• _YOUR TASK_: What is needed here is an exact copy of every record below.

RECORD SET START

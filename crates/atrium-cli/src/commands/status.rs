use atrium_core::PollConfig;

use crate::commands::common::open_console;
use crate::error::CliError;

pub async fn run_status(as_json: bool, config: &PollConfig) -> Result<(), CliError> {
    let engine = open_console(config).await?;
    let status = engine.status();

    if as_json {
        println!("{}", serde_json::to_string_pretty(&status)?);
        return Ok(());
    }

    println!("Storage:        {}", status.shared_path);
    println!(
        "Shared medium:  {}",
        if status.has_native_storage {
            "yes"
        } else {
            "no (single instance)"
        }
    );
    println!("Poll interval:  {} ms", status.poll_interval_ms);
    println!("Instance:       {}", status.system_id);
    println!(
        "Collections:    {}",
        status
            .registered
            .iter()
            .map(ToString::to_string)
            .collect::<Vec<_>>()
            .join(", ")
    );

    if !status.errors.is_empty() {
        println!("Recent errors:");
        for error in &status.errors {
            println!("  {error}");
        }
    }

    Ok(())
}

RECORD SET END

• _WRITTEN SOLUTION_:
filename crates/atrium-cli/src/commands/status.rs
use atrium_core::PollConfig;

use crate::commands::common::open_console;
use crate::error::CliError;

pub async fn run_status(as_json: bool, config: &PollConfig) -> Result<(), CliError> {
    let engine = open_console(config).await?;
    let status = engine.status();

    if as_json {
        println!("{}", serde_json::to_string_pretty(&status)?);
        return Ok(());
    }

    println!("Storage:        {}", status.shared_path);
    println!(
        "Shared medium:  {}",
        if status.has_native_storage {
            "yes"
        } else {
            "no (single instance)"
        }
    );
    println!("Poll interval:  {} ms", status.poll_interval_ms);
    println!("Instance:       {}", status.system_id);
    println!(
        "Collections:    {}",
        status
            .registered
            .iter()
            .map(ToString::to_string)
            .collect::<Vec<_>>()
            .join(", ")
    );

    if !status.errors.is_empty() {
        println!("Recent errors:");
        for error in &status.errors {
            println!("  {error}");
        }
    }

    Ok(())
}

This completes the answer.